Smear test reading is such an imprecise art that even top laboratories, such as that in Sydney which reread the Gisborne results for the inquiry, appear in the report to err on the side of needless alarm.
In New Zealand the interests of the cervical smear testing drive overrode all other considerations. Newspapers were sometimes scolded for even publishing letters that might undermine women's confidence in the programme.
The Gisborne report calls the initial programme unbalanced.
"Although steps were later taken to remedy the systemic problems created by this imbalance," it says, "even today the programme has not fully recovered from it."
Ailsa Duffy is no Peter Mahon. The late Erebus commissioner might have described the absence of proper medical monitoring and auditing as "a cancer at the core of the screening programme, a hidden malignancy that would eventually reveal itself somewhere in the anguish we heard at Gisborne."
And he might have said the root of the cancer lay in the excesses of patient confidentiality and informed consent that were the legacy of the Cartwright inquiry. Even the language of Ailsa Duffy becomes less tepid on the damage done in the name of patients' rights.
When eventually a national cervical screening register was established by act of Parliament, the statute gave women the right to refuse to let their tests results be forwarded to the register. And identifiable case information contained in it was not readily available for the programme's evaluation.
The Gisborne inquiry ran into the statutory block itself when it tried to assess the performance of other laboratories
Says the report: "The choice for the programme is stark. Effective evaluation can not be guaranteed if women's consent is required. If the right of an individual is to predominate, the safety of all participants is potentially at risk."
As things stand, it says, women are being given an illusion of consent. They are being misinformed by the programme's written material which suggests monitoring and evaluation are being done.

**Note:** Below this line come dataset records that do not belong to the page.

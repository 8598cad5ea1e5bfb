//! Games played between two genomes, scored from
//! the first player's perspective.

use crate::datasets::{LabeledSample, Puzzle};

use gatedneat::genomics::{ActivationError, Genome};

/// Scores closer than this are a draw.
pub const SCORE_TOLERANCE: f64 = 1e-4;

/// Converts two scores into a game result for the first
/// player: `1` for a win, `0` for a draw and `-1` for a loss.
/// The bigger score wins if `first_wins_if_bigger` is set,
/// the smaller one otherwise.
pub fn scores_to_int(first: f64, second: f64, first_wins_if_bigger: bool) -> i8 {
    if first == second || (first - second).abs() < SCORE_TOLERANCE {
        return 0;
    }
    if (first > second) == first_wins_if_bigger {
        1
    } else {
        -1
    }
}

/// Returns the sum of the absolute differences between the
/// player's outputs and the labels over the whole dataset.
/// The player's state is reset before every sample.
pub fn play_labeled_dataset_single_player(
    player: &mut Genome,
    dataset: &[LabeledSample],
    max_iterations: usize,
) -> Result<f64, ActivationError> {
    let mut loss = 0.0;
    for sample in dataset {
        player.reset_state();
        let outputs = player.activate(&sample.inputs, max_iterations, false)?;
        loss += outputs
            .iter()
            .zip(&sample.labels)
            .map(|(output, label)| (label - output).abs())
            .sum::<f64>();
    }
    Ok(loss)
}

/// Activates the player with every candidate input in turn,
/// always from the same starting state, and returns the index
/// of the candidate producing the largest first output along
/// with the state it left the player in.
///
/// The player's state is left unchanged. Returns `Ok(None)`
/// if there are no candidates.
pub fn get_player_best_move(
    player: &mut Genome,
    candidates: &[Vec<f64>],
    max_iterations: usize,
) -> Result<Option<(usize, Vec<f64>)>, ActivationError> {
    let initial_state = player.activations().to_vec();
    let mut best: Option<(usize, f64, Vec<f64>)> = None;
    for (i, candidate) in candidates.iter().enumerate() {
        let output = player.activate(candidate, max_iterations, false)?[0];
        if best.as_ref().map_or(true, |(_, value, _)| output > *value) {
            best = Some((i, output, player.activations().to_vec()));
        }
        player.set_activations(&initial_state)?;
    }
    Ok(best.map(|(i, _, state)| (i, state)))
}

/// Plays through every puzzle, and returns the sum over
/// puzzles of the fraction of moves found before the first
/// mistake, weighted by the puzzle's difficulty.
///
/// The player sees the puzzle's initial position first, and
/// keeps the state of each correct move it plays.
pub fn play_chess_puzzles_single_player(
    player: &mut Genome,
    puzzles: &[Puzzle],
    max_iterations: usize,
) -> Result<f64, ActivationError> {
    player.reset_state();
    let mut total_score = 0.0;
    for puzzle in puzzles {
        player.activate(&puzzle.initial_input, max_iterations, false)?;
        let mut correct_moves = 0;
        for step in &puzzle.steps {
            match get_player_best_move(player, &step.candidates, max_iterations)? {
                Some((best, state)) if best == step.correct => {
                    correct_moves += 1;
                    player.set_activations(&state)?;
                }
                _ => break,
            }
        }
        player.reset_state();
        if !puzzle.steps.is_empty() {
            total_score += correct_moves as f64 / puzzle.steps.len() as f64 * puzzle.difficulty;
        }
    }
    Ok(total_score)
}

/// A game between a host and a challenger.
#[derive(Clone, Debug)]
pub enum Contest {
    /// Both players are scored against a labeled dataset,
    /// the lowest loss winning.
    Supervised(Vec<LabeledSample>),
    /// Both players solve the same puzzles, the
    /// highest score winning.
    ChessPuzzles(Vec<Puzzle>),
}

impl Contest {
    /// Returns a score for a single player, higher being better.
    /// Players whose activation fails score negative infinity.
    pub fn score(&self, player: &mut Genome, max_iterations: usize) -> f64 {
        let score = match self {
            Contest::Supervised(dataset) => {
                play_labeled_dataset_single_player(player, dataset, max_iterations).map(|loss| -loss)
            }
            Contest::ChessPuzzles(puzzles) => {
                play_chess_puzzles_single_player(player, puzzles, max_iterations)
            }
        };
        score.unwrap_or_else(|e| {
            log::debug!("Non-viable player: {}", e);
            f64::NEG_INFINITY
        })
    }

    /// Plays a game and returns its result for the host.
    /// Both contests are single-player, so colors are ignored.
    pub fn play(
        &self,
        host: &mut Genome,
        challenger: &mut Genome,
        _host_is_white: bool,
        max_iterations: usize,
    ) -> i8 {
        let host_score = self.score(host, max_iterations);
        let challenger_score = self.score(challenger, max_iterations);
        scores_to_int(host_score, challenger_score, true)
    }
}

"Women should be told the monitoring and evaluation now carried out is not able to detect misread smear tests. Evaluation teams of medically qualified people must be given unhindered access to now protected information ... without the need for consent from the subjects or ethics committees."
Ethics committees, another creation of the Cartwright era, are evidently claiming jurisdiction over medical evaluations as well as research projects. The committee says that has to change; evaluations are part of treatment these days.
And it takes obvious delight in pointing out that the unauthorised McIndoe investigation which led to the Cartwright inquiry could probably not have been approved by today's ethical committees and requirements for patient consent.
If the Cartwright report was the beginning of the new age health culture of the 1990s, perhaps the Gisborne report will come to mark the return to sanity.